Absorto por la noticia en televisión del fraude de los féretros, donde unos sinvergüenzas sin escrúpulos se enriquecían robando y cambiando la última morada que los familiares habían elegido para sus seres queridos en su paso al más allá, no pude por menos que pensar y recordar a mi abuelo, que hace ya muchos años que se fue, aunque él, afortunadamente, no fue víctima de este fraude.

Y cuando pienso en él, pienso en la dificultad que yo tendría al explicarle los cambios que han ocurrido desde que se fue, para que me entendiera. Supongo que me costaría mucho que entendiera el tema de los móviles. Cómo un aparato se ha adueñado de la vida de todos nosotros hasta tal punto que hay muchos que enferman si se ven desprovistos de él. Sin embargo, estoy seguro que agradecería ver que podemos hablar a través de él con cualquiera y en cualquier parte del mundo, y viéndolo además en la pantalla, aparte de otras muchas aplicaciones maravillosas e interesantes que tienen.
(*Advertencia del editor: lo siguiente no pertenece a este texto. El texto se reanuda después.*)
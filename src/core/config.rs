use std::str::FromStr;

/// Optional effects, switched from the `data-fx` attribute on `<body>`.
///
/// Tokens are whitespace separated: `cursor` opts into the custom cursor,
/// `no-grid`, `no-tilt`, `no-parallax` and `no-magnetic` opt out of the
/// default-on effects. Unknown tokens are ignored.
#[derive(Clone, Copy, Debug, PartialEq, Eq)]
pub struct Features {
    pub grid: bool,
    pub tilt: bool,
    pub parallax: bool,
    pub magnetic: bool,
    pub cursor: bool,
}

impl Default for Features {
    fn default() -> Self {
        Self {
            grid: true,
            tilt: true,
            parallax: true,
            magnetic: true,
            cursor: false,
        }
    }
}

impl Features {
    pub fn from_attr(attr: Option<&str>) -> Self {
        let mut f = Self::default();
        for token in attr.unwrap_or_default().split_whitespace() {
            match token.to_ascii_lowercase().as_str() {
                "cursor" => f.cursor = true,
                "no-cursor" => f.cursor = false,
                "no-grid" => f.grid = false,
                "no-tilt" => f.tilt = false,
                "no-parallax" => f.parallax = false,
                "no-magnetic" => f.magnetic = false,
                _ => {}
            }
        }
        f
    }
}

/// Console log level from `data-log-level`; anything unrecognised is `Info`.
pub fn log_level(attr: Option<&str>) -> log::Level {
    attr.and_then(|s| log::Level::from_str(s.trim()).ok())
        .unwrap_or(log::Level::Info)
}
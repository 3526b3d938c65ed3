use glam::DVec2;

use super::constants::*;

/// Geometry and falloff parameters for the dotted grid background.
#[derive(Clone, Copy, Debug, PartialEq)]
pub struct GridParams {
    pub stride: f64,
    pub max_distance: f64,
    pub base_opacity: f64,
    pub base_radius: f64,
    pub opacity_gain: f64,
    pub radius_gain: f64,
}

impl Default for GridParams {
    fn default() -> Self {
        Self {
            stride: GRID_STRIDE,
            max_distance: GRID_MAX_DISTANCE,
            base_opacity: GRID_BASE_OPACITY,
            base_radius: GRID_BASE_RADIUS,
            opacity_gain: GRID_OPACITY_GAIN,
            radius_gain: GRID_RADIUS_GAIN,
        }
    }
}

/// One lattice point as it should be drawn this frame.
#[derive(Clone, Copy, Debug, PartialEq)]
pub struct GridDot {
    pub pos: DVec2,
    pub opacity: f64,
    pub radius: f64,
    /// Pointer is within `max_distance`; links to the right/lower neighbours
    /// are drawn only for such points.
    pub near: bool,
    pub link_right: bool,
    pub link_down: bool,
}

impl GridDot {
    #[inline]
    pub fn link_opacity(&self) -> f64 {
        self.opacity * GRID_LINK_OPACITY_RATIO
    }
}

#[inline]
pub fn falloff(distance: f64, params: &GridParams) -> (f64, f64) {
    if distance < params.max_distance {
        let factor = 1.0 - distance / params.max_distance;
        (
            params.base_opacity + factor * params.opacity_gain,
            params.base_radius + factor * params.radius_gain,
        )
    } else {
        (params.base_opacity, params.base_radius)
    }
}

/// Evaluate a single lattice point against the pointer position.
pub fn dot_at(pos: DVec2, pointer: DVec2, size: DVec2, params: &GridParams) -> GridDot {
    let distance = pos.distance(pointer);
    let (opacity, radius) = falloff(distance, params);
    let near = distance < params.max_distance;
    GridDot {
        pos,
        opacity,
        radius,
        near,
        link_right: near && pos.x + params.stride < size.x,
        link_down: near && pos.y + params.stride < size.y,
    }
}

/// Lattice coordinates along one axis: `0, stride, 2*stride, ... < extent`.
pub fn axis(extent: f64, stride: f64) -> impl Iterator<Item = f64> {
    let count = if stride > 0.0 && extent > 0.0 {
        (extent / stride).ceil() as usize
    } else {
        0
    };
    (0..count).map(move |i| i as f64 * stride)
}

/// All lattice points of a `size` surface, column-major like the draw loop.
pub fn lattice(size: DVec2, pointer: DVec2, params: GridParams) -> impl Iterator<Item = GridDot> {
    axis(size.x, params.stride).flat_map(move |x| {
        axis(size.y, params.stride).map(move |y| dot_at(DVec2::new(x, y), pointer, size, &params))
    })
}
use crate::constants::{
    CURSOR_HOVER, CURSOR_TARGETS, CUSTOM_CURSOR, MAGNETIC_BTN, TILT_CARD, WORK_ITEM,
};
use crate::core::constants::WORK_ITEM_DIM_OPACITY;
use crate::core::{magnetic_offset, magnetic_transform, tilt_reset, tilt_transform, MAGNETIC_RESET};
use crate::dom;
use glam::DVec2;
use std::rc::Rc;
use wasm_bindgen::JsCast;
use web_sys as web;

#[inline]
fn client_pos(ev: &web::MouseEvent) -> DVec2 {
    DVec2::new(ev.client_x() as f64, ev.client_y() as f64)
}

/// Buttons drift toward the cursor while hovered.
pub fn wire_magnetic(document: &web::Document) {
    let buttons = dom::query_all(document, MAGNETIC_BTN);
    for btn in &buttons {
        let el = btn.clone();
        dom::listen(btn, "mousemove", move |ev: web::MouseEvent| {
            let offset = magnetic_offset(client_pos(&ev), dom::rect_center(&el));
            dom::set_style(&el, "transform", &magnetic_transform(offset));
        });
        let el = btn.clone();
        dom::listen(btn, "mouseleave", move |_: web::MouseEvent| {
            dom::set_style(&el, "transform", MAGNETIC_RESET);
        });
    }
    log::debug!("[pointer] magnetic buttons: {}", buttons.len());
}

/// Cards rotate slightly toward the cursor.
pub fn wire_tilt(document: &web::Document) {
    let cards = dom::query_all(document, TILT_CARD);
    for card in &cards {
        let el = card.clone();
        dom::listen(card, "mousemove", move |ev: web::MouseEvent| {
            let offset = client_pos(&ev) - dom::rect_center(&el);
            dom::set_style(&el, "transform", &tilt_transform(offset));
        });
        let el = card.clone();
        dom::listen(card, "mouseleave", move |_: web::MouseEvent| {
            dom::set_style(&el, "transform", &tilt_reset());
        });
    }
    log::debug!("[pointer] tilt cards: {}", cards.len());
}

/// Hovering one work item dims all the others.
pub fn wire_work_hover(document: &web::Document) {
    let items = Rc::new(dom::query_all(document, WORK_ITEM));
    let dim = WORK_ITEM_DIM_OPACITY.to_string();
    for (i, item) in items.iter().enumerate() {
        let all = items.clone();
        let dim = dim.clone();
        dom::listen(item, "mouseenter", move |_: web::MouseEvent| {
            for (j, other) in all.iter().enumerate() {
                if j != i {
                    dom::set_style(other, "opacity", &dim);
                }
            }
        });
        let all = items.clone();
        dom::listen(item, "mouseleave", move |_: web::MouseEvent| {
            for other in all.iter() {
                dom::set_style(other, "opacity", "1");
            }
        });
    }
}

/// Custom cursor dot following the pointer.
pub fn wire_cursor(document: &web::Document) -> anyhow::Result<()> {
    let body = document
        .body()
        .ok_or_else(|| anyhow::anyhow!("no body"))?;
    let cursor = document
        .create_element("div")
        .map_err(|e| anyhow::anyhow!("{:?}", e))?
        .dyn_into::<web::HtmlElement>()
        .map_err(|e| anyhow::anyhow!("{:?}", e))?;
    cursor.set_class_name(CUSTOM_CURSOR);
    body.append_child(&cursor)
        .map_err(|e| anyhow::anyhow!("{:?}", e))?;

    let c = cursor.clone();
    dom::listen(document, "mousemove", move |ev: web::MouseEvent| {
        dom::set_style(&c, "left", &format!("{}px", ev.client_x()));
        dom::set_style(&c, "top", &format!("{}px", ev.client_y()));
    });

    for el in dom::query_all(document, CURSOR_TARGETS) {
        let c = cursor.clone();
        dom::listen(&el, "mouseenter", move |_: web::MouseEvent| {
            dom::add_class(&c, CURSOR_HOVER)
        });
        let c = cursor.clone();
        dom::listen(&el, "mouseleave", move |_: web::MouseEvent| {
            dom::remove_class(&c, CURSOR_HOVER)
        });
    }
    log::info!("[pointer] custom cursor on");
    Ok(())
}
/// `document.readyState` as seen by start-up.
#[derive(Clone, Copy, Debug, PartialEq, Eq)]
pub enum ReadyState {
    Loading,
    Interactive,
    Complete,
}

impl ReadyState {
    /// Unknown values count as `Interactive`: the DOM is usable but `load`
    /// may still be pending.
    pub fn parse(state: &str) -> Self {
        match state {
            "loading" => Self::Loading,
            "complete" => Self::Complete,
            _ => Self::Interactive,
        }
    }

    /// Init must wait for `DOMContentLoaded`.
    #[inline]
    pub fn awaits_dom(self) -> bool {
        self == Self::Loading
    }

    /// `load` has already fired.
    #[inline]
    pub fn is_loaded(self) -> bool {
        self == Self::Complete
    }
}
También le costaría entender que los coches comienzan a moverse solos, sin conductor, porque, muy pronto, estas máquinas inteligentes a cuatro ruedas dispondrán de sensores capaces de captar información que les guíe siempre por una senda segura.

Le costaría, y mucho, entender que cuando llevan los cerdos y vacas a los mataderos, hay grupos que paran los camiones que los transportan y, ataviados con trajes de luto y cirios encendidos, en las vigilias veganas, les entonan el Dies Irae, Dies Illa, que cantaban los monaguillos en los funerales de antaño.

No entendería, tampoco, que, en las fiestas de las matanzas, para que no sufran los animales ni los que asisten a ellas y no se vean psicológicamente afectados por la muerte del cochino, ya no se mate al cerdo, sino que, simplemente, se reparta patatera entre todos con un poco de vino y cerveza. Al mismo tiempo, y esto sí que le costaría muchísimo de entender, en la televisión, en el telediario de mediodía dan la noticia de que un hijo mata a su madre, la trocea, la mete en tuppers y se la va comiendo compartiéndola con su perro. Y nadie dice «ni pío», como si esto fuera normal y no afectara a nadie psicológicamente. Lo mismo que las imágenes que difundieron en varias cadenas de televisión de los tres menores no acompañados de Valencia que torturaron a dos jóvenes, disfrutando y sintiendo placer con lo que hacían, campando a sus anchas, luego, por los centros abiertos que Europa les pone a su disposición, una vez que llegan a nuestras costas desde sus países de origen.

Quizás sí entendería que la mayoría de los políticos de todos los partidos se sigan enriqueciendo de manera ilícita, con pensiones vitalicias que «tumban» a cualquiera, porque esto ya lo venían haciendo también en su tiempo. Pero no entendería, como buen extremeño, lo que pasa en Cataluña, en la que sus políticos y muchos de sus ciudadanos quieren hacer lo que les salga de «la butifarra».

Y lo que, posiblemente, me costaría más explicarle a él, conocedor y buen sabedor de los temas rurales y camperos, es lo de las flatulencias en el mundo vacuno, es decir, explicarle el impuesto que van a tener que pagar los ganaderos a Europa por los pedos que se tiren sus vacas. Con tanta vaca y tanto verde como tienen, ¿no será ésta la verdadera razón por la que los británicos quieren, por fin, un «Brexit» sin acuerdo?